▸ How to complete this task
Starting at the line that contains "pub mod dto;" and ending at the line that contains "impl std::error::Error for", the lines below are to be given again exactly, with nothing added.

Collected data:
--------------------------------
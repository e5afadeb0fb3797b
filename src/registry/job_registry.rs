use std::collections::{HashMap, HashSet};

use tracing::{debug, info};

use crate::models::{Job, JobStatus, JobUpdate};
use crate::registry::RefreshTrigger;
use crate::types::JobId;

/// What applying a single delta did to the registry.
#[derive(Debug, Clone, Copy, Eq, PartialEq)]
pub enum DeltaOutcome {
    /// The job entered `completed`; the refresh trigger was raised.
    Completed,
    Updated,
    /// The delta repeated what the registry already held.
    Unchanged,
    /// No job with this id is known, the caller should refetch the full list.
    Unknown
}

/// Authoritative in-memory view of the worker's jobs.
///
/// Jobs keep the order of the last snapshot. Ids are unique: the position index is rebuilt on
/// every snapshot and removal, and deltas only ever update existing entries.
#[derive(Debug, Default)]
pub struct JobRegistry {
    jobs: Vec<Job>,
    index: HashMap<JobId, usize>,
    last_completed: Option<JobId>,
    /// Unknown jobs reported as completed, resolved by the next snapshot.
    awaiting_snapshot: HashSet<JobId>,
    trigger: RefreshTrigger
}

impl JobRegistry {
    pub fn new() -> Self {
        Self::default()
    }

    /// Replaces the entire known set.
    ///
    /// Duplicate ids collapse onto the position of their first occurrence with the value of their
    /// last. Applying the same snapshot twice yields the same state.
    ///
    /// A known job that arrives as `completed` after holding another status counts as a
    /// completion, so a `completed` delta missed during a disconnect is still noticed.
    pub fn apply_snapshot(&mut self, jobs: Vec<Job>) {
        let previous: HashMap<JobId, JobStatus> = self.jobs.drain(..)
            .map(|job| (job.id, job.status))
            .collect();
        self.index.clear();

        for job in jobs {
            match self.index.get(&job.id) {
                Some(&position) => self.jobs[position] = job,
                None => {
                    self.index.insert(job.id.clone(), self.jobs.len());
                    self.jobs.push(job);
                }
            }
        }

        let resolved = self.awaiting_snapshot.drain()
            .filter_map(|job_id| self.index.get(&job_id).map(|&position| &self.jobs[position]))
            .filter(|job| job.status == JobStatus::Completed)
            .max_by_key(|job| job.updated_at)
            .map(|job| job.id.clone());

        if let Some(job_id) = resolved {
            info!("Job [{job_id}] completed before it was known, now recorded as last completed");
            self.last_completed = Some(job_id);
        }

        let completed_since = self.jobs.iter()
            .filter(|job| job.status == JobStatus::Completed)
            .filter(|job| previous.get(&job.id).is_some_and(|status| *status != JobStatus::Completed))
            .max_by_key(|job| job.updated_at)
            .map(|job| job.id.clone());

        if let Some(job_id) = completed_since {
            info!("Job [{job_id}] completed between snapshots");
            self.last_completed = Some(job_id);
            self.trigger.raise();
        }

        if self.last_completed.as_ref().is_some_and(|job_id| !self.index.contains_key(job_id)) {
            self.last_completed = None;
        }

        debug!("Job snapshot applied with {} jobs", self.jobs.len());
    }

    /// Applies a single-job delta.
    ///
    /// Status and error are overwritten verbatim (last write wins, even for a terminal status that
    /// regresses). Only a transition into `completed` from another status records the job as last
    /// completed and raises the refresh trigger, so repeated completions are no-ops.
    pub fn apply_delta(&mut self, update: &JobUpdate) -> DeltaOutcome {
        let Some(&position) = self.index.get(&update.job_id) else {
            if update.status == JobStatus::Completed && self.awaiting_snapshot.insert(update.job_id.clone()) {
                self.trigger.raise();
            }

            return DeltaOutcome::Unknown;
        };

        let job = &mut self.jobs[position];
        let previous_status = job.status;
        let source_changed = update.source_file.as_ref().is_some_and(|source_file| *source_file != job.source_file);
        let changed = previous_status != update.status || job.error != update.error || source_changed;

        job.status = update.status;
        job.error = update.error.clone();

        if let Some(source_file) = &update.source_file {
            job.source_file = source_file.clone();
        }

        if update.status == JobStatus::Completed && previous_status != JobStatus::Completed {
            self.last_completed = Some(update.job_id.clone());
            self.trigger.raise();

            return DeltaOutcome::Completed;
        }

        if changed { DeltaOutcome::Updated } else { DeltaOutcome::Unchanged }
    }

    /// Removes a job, used once the server has deleted it.
    pub fn remove(&mut self, job_id: &str) -> Option<Job> {
        let position = self.index.remove(job_id)?;
        let job = self.jobs.remove(position);

        for (index, job) in self.jobs.iter().enumerate().skip(position) {
            self.index.insert(job.id.clone(), index);
        }

        if self.last_completed.as_deref() == Some(job_id) {
            self.last_completed = None;
        }

        Some(job)
    }

    pub fn get_all(&self) -> &[Job] {
        &self.jobs
    }

    pub fn get(&self, job_id: &str) -> Option<&Job> {
        self.index.get(job_id).map(|&position| &self.jobs[position])
    }

    pub fn get_last_completed(&self) -> Option<&Job> {
        self.last_completed.as_deref().and_then(|job_id| self.get(job_id))
    }

    /// The job created last, the one a "delete most recent job" request removes.
    pub fn most_recent(&self) -> Option<&Job> {
        self.jobs.iter().max_by_key(|job| job.created_at)
    }

    pub fn refresh_requested(&self) -> bool {
        self.trigger.is_raised()
    }

    /// Consumes the refresh trigger.
    pub fn take_refresh(&mut self) -> bool {
        self.trigger.take()
    }
}
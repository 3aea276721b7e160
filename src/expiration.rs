//! Expiration policy presets and custom timestamp parsing.
//!
//! The shortening API accepts either a relative expiration token from a fixed
//! set or an absolute `expires_at` timestamp. This module owns the token set
//! and the conversion of user-entered date-times into UTC.

use chrono::{DateTime, Local, NaiveDateTime, Utc};
use serde::{Deserialize, Serialize};
use std::fmt;
use std::str::FromStr;

/// Relative expiration presets understood by the shortening API.
///
/// Serializes to the wire token (`"10min"`, `"1hour"`, ...). The default is
/// the shortest-lived preset, matching the initial form selection.
#[derive(Debug, Clone, Copy, PartialEq, Eq, Default, Serialize, Deserialize)]
pub enum ExpirationPreset {
    #[default]
    #[serde(rename = "10min")]
    TenMinutes,

    #[serde(rename = "1hour")]
    OneHour,

    #[serde(rename = "1day")]
    OneDay,

    #[serde(rename = "1week")]
    OneWeek,
}

impl ExpirationPreset {
    /// Token sent when the form has neither a preset nor a custom date-time.
    pub const FALLBACK: Self = Self::OneDay;

    /// All presets, in menu order.
    pub const ALL: [Self; 4] = [
        Self::TenMinutes,
        Self::OneHour,
        Self::OneDay,
        Self::OneWeek,
    ];

    /// The wire token for this preset.
    pub fn token(self) -> &'static str {
        match self {
            Self::TenMinutes => "10min",
            Self::OneHour => "1hour",
            Self::OneDay => "1day",
            Self::OneWeek => "1week",
        }
    }

    /// Human-readable label shown in menus.
    pub fn label(self) -> &'static str {
        match self {
            Self::TenMinutes => "10 Minutes",
            Self::OneHour => "1 Hour",
            Self::OneDay => "1 Day",
            Self::OneWeek => "1 Week",
        }
    }
}

impl fmt::Display for ExpirationPreset {
    fn fmt(&self, f: &mut fmt::Formatter<'_>) -> fmt::Result {
        f.write_str(self.token())
    }
}

impl FromStr for ExpirationPreset {
    type Err = String;

    fn from_str(s: &str) -> Result<Self, Self::Err> {
        Self::ALL
            .into_iter()
            .find(|preset| preset.token() == s)
            .ok_or_else(|| {
                format!("unknown expiration token '{s}' (expected 10min, 1hour, 1day or 1week)")
            })
    }
}

/// Errors from parsing a user-entered expiration date-time.
#[derive(Debug, thiserror::Error)]
pub enum ExpiresAtError {
    #[error("Unrecognized date-time '{0}' (expected RFC 3339 or YYYY-MM-DDTHH:MM)")]
    Unrecognized(String),

    #[error("'{0}' is not a valid local time")]
    InvalidLocalTime(String),
}

/// Accepted layouts for timezone-less input, interpreted as local time.
const LOCAL_FORMATS: &[&str] = &[
    "%Y-%m-%dT%H:%M:%S",
    "%Y-%m-%dT%H:%M",
    "%Y-%m-%d %H:%M:%S",
    "%Y-%m-%d %H:%M",
];

/// Parses a custom expiration date-time into UTC.
///
/// Accepts RFC 3339 (`2026-03-01T12:00:00+02:00`) as well as the plain
/// `datetime-local` shapes (`2026-03-01T12:00`, seconds optional, `T` or
/// space). Timezone-less input is read as local time and converted.
///
/// # Errors
///
/// Returns [`ExpiresAtError::Unrecognized`] when no layout matches, and
/// [`ExpiresAtError::InvalidLocalTime`] for wall-clock times skipped by a
/// DST transition.
pub fn parse_expires_at(input: &str) -> Result<DateTime<Utc>, ExpiresAtError> {
    let trimmed = input.trim();

    if let Ok(absolute) = DateTime::parse_from_rfc3339(trimmed) {
        return Ok(absolute.with_timezone(&Utc));
    }

    for format in LOCAL_FORMATS {
        if let Ok(naive) = NaiveDateTime::parse_from_str(trimmed, format) {
            return naive
                .and_local_timezone(Local)
                .earliest()
                .map(|local| local.with_timezone(&Utc))
                .ok_or_else(|| ExpiresAtError::InvalidLocalTime(trimmed.to_string()));
        }
    }

    Err(ExpiresAtError::Unrecognized(trimmed.to_string()))
}
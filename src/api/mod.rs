//! Client-side API layer for the shortening service.
//!
//! Translates form state into wire requests and API responses back into
//! renderable results.
//!
//! # Modules
//!
//! - [`client`] - HTTP client for the shortening API
//! - [`dto`] - Data Transfer Objects for request/response serialization

pub mod client;
pub mod dto;

pub use client::ApiClient;
//! Clipboard provider trait and error types.

use std::fmt;

/// Errors that can occur during clipboard operations.
#[derive(Debug)]
pub enum ClipboardError {
    /// No clipboard is available in this environment.
    Unavailable(String),
    /// The clipboard exists but the write failed.
    WriteError(String),
}

impl fmt::Display for ClipboardError {
    fn fmt(&self, f: &mut fmt::Formatter) -> fmt::Result {
        match self {
            Self::Unavailable(e) => write!(f, "Clipboard unavailable: {}", e),
            Self::WriteError(e) => write!(f, "Clipboard write error: {}", e),
        }
    }
}

impl std::error::Error for ClipboardError {}

/// Result type for clipboard operations.
pub type ClipboardResult<T> = Result<T, ClipboardError>;

/// Trait for placing text on the clipboard.
///
/// The form logic only ever writes; reads and format negotiation are out of
/// scope. Failures must not disrupt the flow: callers log them and skip the
/// copy confirmation.
///
/// # Implementations
///
/// - [`crate::clipboard::SystemClipboard`] - OS clipboard via `arboard`
/// - [`crate::clipboard::NullClipboard`] - Always fails, for headless environments
pub trait ClipboardProvider {
    /// Places `text` on the clipboard, replacing previous contents.
    ///
    /// # Errors
    ///
    /// Returns an error when the environment has no clipboard or the write
    /// is rejected. Callers treat any error as "nothing was copied".
    fn set_text(&mut self, text: &str) -> ClipboardResult<()>;
}
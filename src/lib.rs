//! # Shorten CLI
//!
//! An interactive terminal client for a URL-shortening service.
//!
//! ## Architecture
//!
//! The crate separates the form logic from the terminal front end:
//!
//! - **Form** ([`form`]) - Field state, submission rules and the
//!   copy-confirmation window
//! - **API** ([`api`]) - HTTP client and wire types for `POST /shorten`
//! - **Clipboard** ([`clipboard`]) - Provider trait with system and no-op
//!   implementations
//! - **Expiration** ([`expiration`]) - Preset tokens and custom timestamp
//!   parsing
//! - **QR** ([`qr`]) - Decoding and saving base64 PNG payloads
//!
//! ## Quick Start
//!
//! ```bash
//! # Point the client at the API
//! export API_BASE_URL="http://localhost:8000"
//!
//! # Run the interactive form
//! cargo run
//!
//! # Or shorten in one shot
//! cargo run -- shorten --url https://example.com/very/long/path
//! ```
//!
//! ## Configuration
//!
//! Client configuration is loaded from environment variables via
//! [`config::Config`]. See [`config`] module for available options.

pub mod api;
pub mod clipboard;
pub mod config;
pub mod error;
pub mod expiration;
pub mod form;
pub mod qr;

pub use error::ClientError;
pub use form::ShortenForm;

/// Commonly used types for external consumers.
///
/// Re-exports frequently used types to simplify imports for library users
/// and integration tests.
pub mod prelude {
    pub use crate::api::ApiClient;
    pub use crate::api::dto::shorten::{ShortenRequest, ShortenResponse};
    pub use crate::clipboard::ClipboardProvider;
    pub use crate::error::ClientError;
    pub use crate::expiration::ExpirationPreset;
    pub use crate::form::ShortenForm;
}
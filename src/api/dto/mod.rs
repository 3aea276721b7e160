//! Data Transfer Objects for the shortening API.
//!
//! Wire types use Serde for JSON serialization and validator for the
//! client-side URL rule.

pub mod shorten;
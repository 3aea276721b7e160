//! Clipboard integration for the copy-to-clipboard action.
//!
//! Provides a [`ClipboardProvider`] trait with two implementations:
//! - [`SystemClipboard`] - OS clipboard backed by `arboard`
//! - [`NullClipboard`] - No-op implementation for headless environments

mod null_clipboard;
mod provider;
mod system_clipboard;

pub use null_clipboard::NullClipboard;
pub use provider::{ClipboardError, ClipboardProvider, ClipboardResult};
pub use system_clipboard::SystemClipboard;
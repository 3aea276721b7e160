//! Shorten-form state machine.
//!
//! [`ShortenForm`] owns everything the interactive flow needs between
//! prompts: the field values, the last response or error, and the
//! copy-confirmation window. The terminal front end in `main.rs` only reads
//! and mutates this state; all submission rules live here so they can be
//! tested without a terminal.

use crate::api::ApiClient;
use crate::api::dto::shorten::{ShortenRequest, ShortenResponse};
use crate::clipboard::ClipboardProvider;
use crate::error::ClientError;
use crate::expiration::ExpirationPreset;
use chrono::{DateTime, Utc};
use std::time::Duration;
use tokio::time::Instant;
use validator::Validate;

/// How long the copy confirmation stays visible after a successful copy.
pub const COPY_FEEDBACK_TTL: Duration = Duration::from_millis(2000);

/// State of one shortening form.
///
/// Expiration is either a preset or a custom timestamp, never both:
/// selecting one side clears the other. With neither set, submission falls
/// back to [`ExpirationPreset::FALLBACK`].
#[derive(Debug, Default)]
pub struct ShortenForm {
    original_url: String,
    custom_alias: String,
    preset: Option<ExpirationPreset>,
    custom_expires_at: Option<DateTime<Utc>>,
    result: Option<ShortenResponse>,
    error: Option<String>,
    copied_at: Option<Instant>,
}

impl ShortenForm {
    /// Creates a form with the default expiration preset selected.
    pub fn new() -> Self {
        Self {
            preset: Some(ExpirationPreset::default()),
            ..Self::default()
        }
    }

    pub fn original_url(&self) -> &str {
        &self.original_url
    }

    pub fn custom_alias(&self) -> &str {
        &self.custom_alias
    }

    /// The selected preset, if expiration is not in custom mode.
    pub fn preset(&self) -> Option<ExpirationPreset> {
        self.preset
    }

    /// The custom expiration timestamp, if one is set.
    pub fn custom_expires_at(&self) -> Option<DateTime<Utc>> {
        self.custom_expires_at
    }

    /// The short URL from the last successful submission.
    pub fn short_url(&self) -> Option<&str> {
        self.result.as_ref().map(|r| r.short_url.as_str())
    }

    /// The base64 QR payload from the last successful submission, if the
    /// server sent one.
    pub fn qr_code_base64(&self) -> Option<&str> {
        self.result.as_ref().and_then(|r| r.qr_code_base64.as_deref())
    }

    /// The user-facing message from the last failed submission.
    pub fn error(&self) -> Option<&str> {
        self.error.as_deref()
    }

    pub fn set_original_url(&mut self, url: impl Into<String>) {
        self.original_url = url.into();
    }

    pub fn set_custom_alias(&mut self, alias: impl Into<String>) {
        self.custom_alias = alias.into();
    }

    /// Selects an expiration preset, leaving custom mode.
    pub fn select_preset(&mut self, preset: ExpirationPreset) {
        self.preset = Some(preset);
        self.custom_expires_at = None;
    }

    /// Sets a custom expiration timestamp, deselecting any preset.
    pub fn set_custom_expires_at(&mut self, expires_at: DateTime<Utc>) {
        self.custom_expires_at = Some(expires_at);
        self.preset = None;
    }

    /// Clears a custom timestamp without reselecting a preset.
    ///
    /// Submitting in this state uses [`ExpirationPreset::FALLBACK`].
    pub fn clear_custom_expires_at(&mut self) {
        self.custom_expires_at = None;
    }

    /// Builds the request payload for the current field values.
    ///
    /// An empty alias is omitted. A custom timestamp is sent as
    /// `expires_at` with no `expiration` field; otherwise `expiration`
    /// carries the selected preset or the fallback.
    pub fn request(&self) -> ShortenRequest {
        let custom_alias = if self.custom_alias.is_empty() {
            None
        } else {
            Some(self.custom_alias.clone())
        };

        let (expiration, expires_at) = match self.custom_expires_at {
            Some(at) => (None, Some(at)),
            None => (
                Some(self.preset.unwrap_or(ExpirationPreset::FALLBACK)),
                None,
            ),
        };

        ShortenRequest {
            original_url: self.original_url.clone(),
            custom_alias,
            expiration,
            expires_at,
        }
    }

    /// Validates and submits the form, recording the outcome on the form.
    ///
    /// Any previous result, error and copy confirmation are cleared before
    /// the attempt. Returns `true` when a short URL was produced; on
    /// failure the message to show is available through
    /// [`error`](Self::error).
    pub async fn submit(&mut self, client: &ApiClient) -> bool {
        self.error = None;
        self.result = None;
        self.copied_at = None;

        let request = self.request();
        let outcome = match request.validate() {
            Ok(()) => client.shorten(&request).await,
            Err(errors) => Err(ClientError::from(errors)),
        };

        match outcome {
            Ok(response) => {
                tracing::info!("shortened {} -> {}", request.original_url, response.short_url);
                self.result = Some(response);
                true
            }
            Err(err) => {
                tracing::debug!("shorten failed: {}", err);
                self.error = Some(err.user_message());
                false
            }
        }
    }

    /// Copies the short URL to the clipboard and opens the confirmation
    /// window.
    ///
    /// Returns `false` when there is no result to copy or the clipboard
    /// rejects the write; the confirmation is only shown for text that
    /// actually landed on the clipboard.
    pub fn copy_short_url(&mut self, clipboard: &mut dyn ClipboardProvider) -> bool {
        let Some(short_url) = self.short_url() else {
            return false;
        };

        match clipboard.set_text(short_url) {
            Ok(()) => {
                self.copied_at = Some(Instant::now());
                true
            }
            Err(err) => {
                tracing::warn!("copy to clipboard failed: {}", err);
                false
            }
        }
    }

    /// Whether the copy confirmation should currently be shown.
    ///
    /// True for [`COPY_FEEDBACK_TTL`] after a successful copy, false again
    /// once the window has elapsed or after the next submission.
    pub fn copied(&self) -> bool {
        self.copied_at
            .is_some_and(|at| at.elapsed() < COPY_FEEDBACK_TTL)
    }
}

#[cfg(test)]
mod tests {
    use super::*;
    use crate::clipboard::{ClipboardResult, NullClipboard};
    use url::Url;

    #[derive(Default)]
    struct RecordingClipboard {
        contents: Vec<String>,
    }

    impl ClipboardProvider for RecordingClipboard {
        fn set_text(&mut self, text: &str) -> ClipboardResult<()> {
            self.contents.push(text.to_string());
            Ok(())
        }
    }

    fn response(short_url: &str) -> ShortenResponse {
        ShortenResponse {
            short_url: short_url.to_string(),
            qr_code_base64: None,
        }
    }

    fn offline_client() -> ApiClient {
        ApiClient::new(Url::parse("http://localhost:9").unwrap())
    }

    #[test]
    fn test_new_form_selects_ten_minutes() {
        let form = ShortenForm::new();
        assert_eq!(form.preset(), Some(ExpirationPreset::TenMinutes));
        assert_eq!(form.custom_expires_at(), None);
        assert_eq!(
            form.request().expiration,
            Some(ExpirationPreset::TenMinutes)
        );
    }

    #[test]
    fn test_selecting_preset_clears_custom_timestamp() {
        let mut form = ShortenForm::new();
        form.set_custom_expires_at("2026-03-01T10:00:00Z".parse().unwrap());
        form.select_preset(ExpirationPreset::OneWeek);

        assert_eq!(form.preset(), Some(ExpirationPreset::OneWeek));
        assert_eq!(form.custom_expires_at(), None);
    }

    #[test]
    fn test_custom_timestamp_deselects_preset() {
        let mut form = ShortenForm::new();
        form.set_custom_expires_at("2026-03-01T10:00:00Z".parse().unwrap());

        assert_eq!(form.preset(), None);
        let request = form.request();
        assert_eq!(request.expiration, None);
        assert!(request.expires_at.is_some());
    }

    #[test]
    fn test_request_falls_back_to_one_day_with_nothing_selected() {
        let mut form = ShortenForm::new();
        form.set_custom_expires_at("2026-03-01T10:00:00Z".parse().unwrap());
        form.clear_custom_expires_at();

        assert_eq!(form.request().expiration, Some(ExpirationPreset::OneDay));
    }

    #[test]
    fn test_request_omits_empty_alias() {
        let mut form = ShortenForm::new();
        form.set_original_url("https://example.com/long");
        assert_eq!(form.request().custom_alias, None);

        form.set_custom_alias("mylink");
        assert_eq!(form.request().custom_alias, Some("mylink".to_string()));
    }

    #[tokio::test]
    async fn test_submit_rejects_invalid_url_before_any_request() {
        let mut form = ShortenForm::new();
        form.set_original_url("not a url");

        assert!(!form.submit(&offline_client()).await);
        assert_eq!(form.error(), Some("Invalid URL format"));
        assert_eq!(form.short_url(), None);
    }

    #[tokio::test]
    async fn test_submit_clears_previous_outcome() {
        let mut form = ShortenForm::new();
        form.result = Some(response("https://sho.rt/old"));
        form.copied_at = Some(Instant::now());
        form.set_original_url("not a url");

        form.submit(&offline_client()).await;

        assert_eq!(form.short_url(), None);
        assert!(!form.copied());
        assert!(form.error().is_some());
    }

    #[test]
    fn test_copy_without_result_does_nothing() {
        let mut form = ShortenForm::new();
        let mut clipboard = RecordingClipboard::default();

        assert!(!form.copy_short_url(&mut clipboard));
        assert!(clipboard.contents.is_empty());
        assert!(!form.copied());
    }

    #[test]
    fn test_failed_copy_leaves_confirmation_hidden() {
        let mut form = ShortenForm::new();
        form.result = Some(response("https://sho.rt/abc"));

        assert!(!form.copy_short_url(&mut NullClipboard::new()));
        assert!(!form.copied());
    }

    #[tokio::test(start_paused = true)]
    async fn test_copy_confirmation_expires_after_two_seconds() {
        let mut form = ShortenForm::new();
        form.result = Some(response("https://sho.rt/abc"));
        let mut clipboard = RecordingClipboard::default();

        assert!(form.copy_short_url(&mut clipboard));
        assert_eq!(clipboard.contents, vec!["https://sho.rt/abc".to_string()]);
        assert!(form.copied());

        tokio::time::advance(Duration::from_millis(1999)).await;
        assert!(form.copied());

        tokio::time::advance(Duration::from_millis(1)).await;
        assert!(!form.copied());
    }
}
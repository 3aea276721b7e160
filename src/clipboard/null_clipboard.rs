//! No-op clipboard implementation for headless environments.

use super::provider::{ClipboardError, ClipboardProvider, ClipboardResult};
use tracing::debug;

/// A clipboard provider with no clipboard behind it.
///
/// Every write fails with [`ClipboardError::Unavailable`], so the copy
/// confirmation is never shown for text that was not actually copied.
///
/// # Use Cases
///
/// - SSH sessions and containers without a display server
/// - CI environments running the binary end to end
pub struct NullClipboard;

impl NullClipboard {
    /// Creates a new NullClipboard instance.
    pub fn new() -> Self {
        debug!("Using NullClipboard (clipboard disabled)");
        Self
    }
}

impl Default for NullClipboard {
    fn default() -> Self {
        Self::new()
    }
}

impl ClipboardProvider for NullClipboard {
    fn set_text(&mut self, _text: &str) -> ClipboardResult<()> {
        Err(ClipboardError::Unavailable(
            "no clipboard in this environment".to_string(),
        ))
    }
}
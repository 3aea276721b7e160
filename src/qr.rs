//! Saving QR codes delivered as base64-encoded PNG payloads.

use crate::error::ClientError;
use base64::Engine as _;
use std::path::Path;

/// PNG file signature.
const PNG_MAGIC: &[u8; 8] = b"\x89PNG\r\n\x1a\n";

/// Data-URL prefix some backends include in the payload.
const DATA_URL_PREFIX: &str = "data:image/png;base64,";

/// Decodes a base64 QR payload into PNG bytes.
///
/// Accepts the raw base64 string as well as a full
/// `data:image/png;base64,...` data URL.
///
/// # Errors
///
/// Returns [`ClientError::QrDecode`] for malformed base64 and
/// [`ClientError::QrNotPng`] when the decoded bytes are not a PNG image.
pub fn decode_png(qr_code_base64: &str) -> Result<Vec<u8>, ClientError> {
    let raw = qr_code_base64
        .strip_prefix(DATA_URL_PREFIX)
        .unwrap_or(qr_code_base64)
        .trim();

    let bytes = base64::engine::general_purpose::STANDARD.decode(raw)?;

    if !bytes.starts_with(PNG_MAGIC) {
        return Err(ClientError::QrNotPng);
    }

    Ok(bytes)
}

/// Decodes a base64 QR payload and writes the PNG to `path`.
///
/// # Errors
///
/// Returns the decode errors of [`decode_png`], or
/// [`ClientError::QrWrite`] when the file cannot be written.
pub fn save_png(qr_code_base64: &str, path: &Path) -> Result<(), ClientError> {
    let bytes = decode_png(qr_code_base64)?;
    std::fs::write(path, &bytes)?;

    tracing::debug!("wrote QR code ({} bytes) to {}", bytes.len(), path.display());
    Ok(())
}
--------------------------------
▸ Problem solution
pub mod dto;

pub use client::ApiClient;
//! Clipboard provider trait and error types.

use std::fmt;

/// Errors that can occur during clipboard operations.
#[derive(Debug)]
pub enum ClipboardError {
    /// No clipboard is available in this environment.
    Unavailable(String),
    /// The clipboard exists but the write failed.
    WriteError(String),
}

impl fmt::Display for ClipboardError {
    fn fmt(&self, f: &mut fmt::Formatter) -> fmt::Result {
        match self {
            Self::Unavailable(e) => write!(f, "Clipboard unavailable: {}", e),
            Self::WriteError(e) => write!(f, "Clipboard write error: {}", e),
        }
    }
}

impl std::error::Error for ClipboardError {}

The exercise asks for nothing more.